### PROMPT
Those lines of the data that hold the word "finalization" are to be copied out.

### INFORMATION

[Start of section]

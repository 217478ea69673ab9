// Copyright 2016 Mozilla Foundation
//
// Licensed under the Apache License, Version 2.0 (the "License");
// you may not use this file except in compliance with the License.
// You may obtain a copy of the License at
//
//     http://www.apache.org/licenses/LICENSE-2.0
//
// Unless required by applicable law or agreed to in writing, software
// distributed under the License is distributed on an "AS IS" BASIS,
// WITHOUT WARRANTIES OR CONDITIONS OF ANY KIND, either express or implied.
// See the License for the specific language governing permissions and
// limitations under the License.

use args::Args;
use compiler::ObjectNode;
use compiler::driver::{strip_token, strip_token_with_arg, CompilerDriver, DriverState};

/// Driver for the Orbis Wave PSSL shader compiler.
pub struct OrbisWavePsslc<'a> {
    state: DriverState<'a>,
}

impl<'a> OrbisWavePsslc<'a> {
    pub fn new(object_node: &'a ObjectNode, remote_source_root: &str) -> OrbisWavePsslc<'a> {
        OrbisWavePsslc {
            state: DriverState::new(object_node, remote_source_root),
        }
    }
}

impl<'a> CompilerDriver<'a> for OrbisWavePsslc<'a> {
    fn state(&self) -> &DriverState<'a> {
        &self.state
    }

    fn state_mut(&mut self) -> &mut DriverState<'a> {
        &mut self.state
    }

    fn process_arg_preprocessor_only(&self,
                                     token: &str,
                                     index: &mut usize,
                                     _next_token: &str,
                                     _out: &mut Args) -> bool {
        // Remove the output arg
        if strip_token_with_arg("-o", token, index) {
            return true;
        }

        // Remove the "compile only" flag
        strip_token("-c", token, false)
    }

    fn process_arg_compile_preprocessed(&self,
                                        token: &str,
                                        index: &mut usize,
                                        _next_token: &str,
                                        _is_local: bool,
                                        _out: &mut Args) -> bool {
        // Remove forced includes so they aren't forced twice
        strip_token_with_arg("-include", token, index)
    }

    fn add_additional_args_preprocessor(&self, out: &mut Args) {
        out.append("-E"); // run the preprocessor only
        out.add_delimiter();
    }
}
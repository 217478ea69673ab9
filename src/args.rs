// Copyright 2016 Mozilla Foundation
//
// Licensed under the Apache License, Version 2.0 (the "License");
// you may not use this file except in compliance with the License.
// You may obtain a copy of the License at
//
//     http://www.apache.org/licenses/LICENSE-2.0
//
// Unless required by applicable law or agreed to in writing, software
// distributed under the License is distributed on an "AS IS" BASIS,
// WITHOUT WARRANTIES OR CONDITIONS OF ANY KIND, either express or implied.
// See the License for the specific language governing permissions and
// limitations under the License.

#[cfg(target_os = "macos")]
use libc;
use response_file::ResponseFile;

use errors::*;

/// Whether finalization may redirect the arguments through a response file.
#[derive(Debug, Clone, Copy, PartialEq, Eq)]
pub enum ArgsResponseFileMode {
    /// Don't use a response file under any circumstances.
    Never,
    /// Use a response file if the args are long enough to require it.
    IfNeeded,
    /// Force the use of a response file no matter what.
    Always,
}

/// Builder for a single command line.
///
/// Arguments are accumulated into one buffer with every separator's offset
/// recorded, so that finalization can rewrite separators to newlines when a
/// response file needs one argument per line. An `Args` is filled during a
/// single pass, finalized once, and read-only afterwards.
pub struct Args {
    args: String,
    response_file_args: Option<String>,
    delimiter_indices: Vec<usize>,
    response_file: ResponseFile,
    finalized: bool,
    disable_response_file_write: bool,
}

impl Args {
    pub fn new() -> Args {
        Args {
            args: String::new(),
            response_file_args: None,
            delimiter_indices: Vec::new(),
            response_file: ResponseFile::new(),
            finalized: false,
            disable_response_file_write: false,
        }
    }

    pub fn append(&mut self, arg_part: &str) {
        assert!(!self.finalized);
        self.args.push_str(arg_part);
    }

    /// Record the separator position and append a single space.
    pub fn add_delimiter(&mut self) {
        assert!(!self.finalized);
        self.delimiter_indices.push(self.args.len());
        self.args.push(' ');
    }

    /// Reset the buffer and delimiter list. Only valid before finalize.
    pub fn clear(&mut self) {
        assert!(!self.finalized);
        self.args.clear();
        self.delimiter_indices.clear();
    }

    pub fn set_escape_slashes_in_response_file(&mut self) {
        assert!(!self.finalized);
        self.response_file.set_escape_slashes();
    }

    /// Skip the on-disk write at finalize time. Used by tests.
    pub fn disable_response_file_write(&mut self) {
        self.disable_response_file_write = true;
    }

    /// Do final fixups and create a response file if needed and permitted.
    ///
    /// `exe` only contributes its length: the eventual command line is
    /// `"<exe>" <args>`, and the platform limits apply to the whole of it.
    /// On `Never`-mode overflow the error is logged and returned; all other
    /// mode/length combinations succeed.
    pub fn finalize(&mut self,
                    exe: &str,
                    node_name_for_error: &str,
                    mode: ArgsResponseFileMode) -> Result<()> {
        self.finalize_with_limit(exe, node_name_for_error, mode, platform_arg_limit())
    }

    fn finalize_with_limit(&mut self,
                           exe: &str,
                           node_name_for_error: &str,
                           mode: ArgsResponseFileMode,
                           arg_limit: Option<usize>) -> Result<()> {
        assert!(!self.finalized);

        // Two quotes around the exe name and the separating space
        let extra_len = 3;
        let arg_len = self.args.len();
        let total_len = arg_len + exe.len() + extra_len;
        let fits = match arg_limit {
            Some(limit) => total_len <= limit,
            None => true,
        };

        match mode {
            ArgsResponseFileMode::Never => {
                if fits {
                    self.finalized = true;
                    return Ok(());
                }
                let err = ErrorKind::CommandLineLimitExceeded(arg_len,
                                                              arg_limit.unwrap_or(0),
                                                              node_name_for_error.to_owned());
                error!("{}", err);
                Err(err.into())
            }
            ArgsResponseFileMode::IfNeeded if fits => {
                self.finalized = true;
                Ok(())
            }
            ArgsResponseFileMode::IfNeeded | ArgsResponseFileMode::Always => {
                self.emit_response_file()
            }
        }
    }

    fn emit_response_file(&mut self) -> Result<()> {
        // link.exe rejects response-file lines of 131071 chars or more
        // (LNK1170), so long files get one argument per line
        if cfg!(windows) && (self.args.len() >= 131071) {
            self.convert_delimiters_to_newlines();
        }

        self.finalized = true;

        if !self.disable_response_file_write {
            debug!("args length {} requires a response file", self.args.len());
            self.response_file.create(&self.args)?;
        }

        self.response_file_args = Some(format!("@\"{}\"",
                                               self.response_file.path().display()));
        Ok(())
    }

    fn convert_delimiters_to_newlines(&mut self) {
        let Args { ref mut args, ref delimiter_indices, .. } = *self;
        // A space to newline swap is a 1-byte ASCII edit, so the buffer
        // stays valid UTF-8
        let bytes = unsafe { args.as_bytes_mut() };
        for &index in delimiter_indices {
            assert_eq!(bytes[index], b' ');
            bytes[index] = b'\n';
        }
    }

    pub fn get_raw_args(&self) -> &str {
        &self.args
    }

    /// The string to hand to process creation: the response-file indirection
    /// when one was emitted, the raw buffer otherwise.
    pub fn get_final_args(&self) -> &str {
        assert!(self.finalized);
        match self.response_file_args {
            Some(ref response_file_args) => response_file_args,
            None => &self.args,
        }
    }
}

impl Default for Args {
    fn default() -> Args {
        Args::new()
    }
}

/// Remove one enclosing `"` or `'` pair, if present.
///
/// A lone quote strips to the empty string; mismatched quote kinds are each
/// stripped independently, matching how the drivers unwrap quoted flags.
pub fn strip_quotes(s: &str) -> &str {
    if s.is_empty() {
        return s;
    }
    let bytes = s.as_bytes();
    let mut start = 0;
    let mut end = s.len();
    let first = bytes[0];
    if (first == b'"') || (first == b'\'') {
        start += 1;
    }
    let last = bytes[s.len() - 1];
    if (last == b'"') || (last == b'\'') {
        end -= 1;
    }
    if end < start {
        return "";
    }
    &s[start..end]
}

#[cfg(windows)]
fn platform_arg_limit() -> Option<usize> {
    // The documented CreateProcess command line cap (32KiB including the
    // null terminator)
    Some(32767)
}

#[cfg(target_os = "macos")]
lazy_static! {
    static ref ARG_MAX: usize = unsafe { libc::sysconf(libc::_SC_ARG_MAX) as usize };
}

#[cfg(target_os = "macos")]
fn platform_arg_limit() -> Option<usize> {
    Some(*ARG_MAX - 1)
}

#[cfg(not(any(windows, target_os = "macos")))]
fn platform_arg_limit() -> Option<usize> {
    // The interaction with the environment block makes the real limit
    // indeterminable, so the command line is treated as always fitting
    None
}

#[cfg(test)]
mod test {
    use super::*;

    const EXE_NAME: &'static str = "ExeName";
    const NODE_NAME: &'static str = "NodeName";
    const TEST_LIMIT: usize = 32767;

    fn check(mode: ArgsResponseFileMode,
             long_args: bool,
             expect_ok: bool,
             expect_response_file: bool) {
        let mut args = Args::new();

        // Prevent the write to disk; these tests only exercise policy
        args.disable_response_file_write();

        if long_args {
            // ~320 KiB of command line args (32 * 10 * 1024)
            for _ in 0..10 * 1024 {
                args.append("123456789012345678901234567890X"); // 31 chars
                args.add_delimiter();
            }
        } else {
            args.append("short");
        }

        match args.finalize_with_limit(EXE_NAME, NODE_NAME, mode, Some(TEST_LIMIT)) {
            Ok(()) => {
                assert!(expect_ok);
                let response_file_was_used = args.get_final_args().starts_with('@');
                assert_eq!(response_file_was_used, expect_response_file);
            }
            Err(e) => {
                assert!(!expect_ok);
                assert!(e.to_string().contains("Command Line Limit Exceeded"));
            }
        }
    }

    #[test]
    fn test_response_file_never_short() {
        //    Mode                            LongArgs  Success  UseResponseFile
        check(ArgsResponseFileMode::Never,    false,    true,    false);
    }

    #[test]
    fn test_response_file_never_long() {
        check(ArgsResponseFileMode::Never,    true,     false,   false);
    }

    #[test]
    fn test_response_file_if_needed_short() {
        check(ArgsResponseFileMode::IfNeeded, false,    true,    false);
    }

    #[test]
    fn test_response_file_if_needed_long() {
        check(ArgsResponseFileMode::IfNeeded, true,     true,    true);
    }

    #[test]
    fn test_response_file_always_short() {
        check(ArgsResponseFileMode::Always,   false,    true,    true);
    }

    #[test]
    fn test_response_file_always_long() {
        check(ArgsResponseFileMode::Always,   true,     true,    true);
    }

    #[test]
    fn test_response_file_threshold() {
        // The largest inline command is exactly limit - exe - 3 bytes of args;
        // one byte more redirects through a response file
        for &(extra, expect_response_file) in &[(0, false), (1, true)] {
            let mut args = Args::new();
            args.disable_response_file_write();
            args.append(&"a".repeat(TEST_LIMIT - EXE_NAME.len() - 3 + extra));
            args.finalize_with_limit(EXE_NAME, NODE_NAME,
                                     ArgsResponseFileMode::IfNeeded,
                                     Some(TEST_LIMIT)).unwrap();
            assert_eq!(args.get_final_args().starts_with('@'), expect_response_file);
        }
    }

    #[test]
    fn test_limit_error_details() {
        let mut args = Args::new();
        args.disable_response_file_write();
        args.append(&"a".repeat(40000));
        let err = args.finalize_with_limit(EXE_NAME, NODE_NAME,
                                           ArgsResponseFileMode::Never,
                                           Some(TEST_LIMIT)).unwrap_err();
        assert_eq!(err.to_string(),
                   "FBuild: Error: Command Line Limit Exceeded (len: 40000, limit: 32767) 'NodeName'");
    }

    #[test]
    fn test_no_limit_always_fits_inline() {
        let mut args = Args::new();
        args.disable_response_file_write();
        args.append(&"a".repeat(1024 * 1024));
        args.finalize_with_limit(EXE_NAME, NODE_NAME,
                                 ArgsResponseFileMode::Never, None).unwrap();
        assert_eq!(args.get_final_args().len(), 1024 * 1024);
    }

    #[test]
    fn test_delimiters_rewritten_to_newlines() {
        let mut args = Args::new();
        for _ in 0..4 {
            args.append("abc");
            args.add_delimiter();
        }
        let len_before = args.get_raw_args().len();
        args.convert_delimiters_to_newlines();
        assert_eq!(args.get_raw_args(), "abc\nabc\nabc\nabc\n");
        assert_eq!(args.get_raw_args().len(), len_before);
        assert!(!args.get_raw_args().contains(' '));
    }

    #[cfg(windows)]
    #[test]
    fn test_long_response_file_uses_newlines() {
        let mut args = Args::new();
        args.disable_response_file_write();
        // Past the per-line limit, so delimiters become newlines
        for _ in 0..5 * 1024 {
            args.append(&"a".repeat(31));
            args.add_delimiter();
        }
        args.finalize_with_limit(EXE_NAME, NODE_NAME,
                                 ArgsResponseFileMode::Always,
                                 Some(TEST_LIMIT)).unwrap();
        assert!(args.get_raw_args().contains('\n'));
        assert!(!args.get_raw_args().contains(' '));
    }

    #[test]
    fn test_response_file_written_and_cleaned_up() {
        use std::fs;
        use std::path::PathBuf;

        let path: PathBuf;
        {
            let mut args = Args::new();
            args.append("one");
            args.add_delimiter();
            args.append("two");
            args.finalize_with_limit(EXE_NAME, NODE_NAME,
                                     ArgsResponseFileMode::Always,
                                     Some(TEST_LIMIT)).unwrap();

            let final_args = args.get_final_args().to_owned();
            assert!(final_args.starts_with("@\""));
            assert!(final_args.ends_with('"'));
            path = PathBuf::from(&final_args[2..final_args.len() - 1]);
            assert_eq!(fs::read_to_string(&path).unwrap(), "one two");
        }

        // Dropping the Args releases the response file
        assert!(!path.exists());
    }

    #[test]
    fn test_clear_resets_buffer_and_delimiters() {
        let mut args = Args::new();
        args.append("abc");
        args.add_delimiter();
        args.clear();
        assert_eq!(args.get_raw_args(), "");
        args.append("xyz");
        args.add_delimiter();
        args.convert_delimiters_to_newlines(); // would panic on a stale index
        assert_eq!(args.get_raw_args(), "xyz\n");
    }

    #[test]
    #[should_panic]
    fn test_append_after_finalize_panics() {
        let mut args = Args::new();
        args.append("short");
        args.finalize_with_limit(EXE_NAME, NODE_NAME,
                                 ArgsResponseFileMode::Never,
                                 Some(TEST_LIMIT)).unwrap();
        args.append("more");
    }

    #[test]
    fn test_strip_quotes() {
        assert_eq!(strip_quotes(""), "");
        assert_eq!(strip_quotes("\"\""), "");
        assert_eq!(strip_quotes("\""), "");
        assert_eq!(strip_quotes("plain"), "plain");
        assert_eq!(strip_quotes("\"quoted\""), "quoted");
        assert_eq!(strip_quotes("'quoted'"), "quoted");
        assert_eq!(strip_quotes("\"-o\""), "-o");
        // Only one pair comes off
        assert_eq!(strip_quotes("\"\"-o\"\""), "\"-o\"");
    }
}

[End of section]

### WRITTEN RESPONSE
/// Whether finalization may redirect the arguments through a response file.
/// recorded, so that finalization can rewrite separators to newlines when a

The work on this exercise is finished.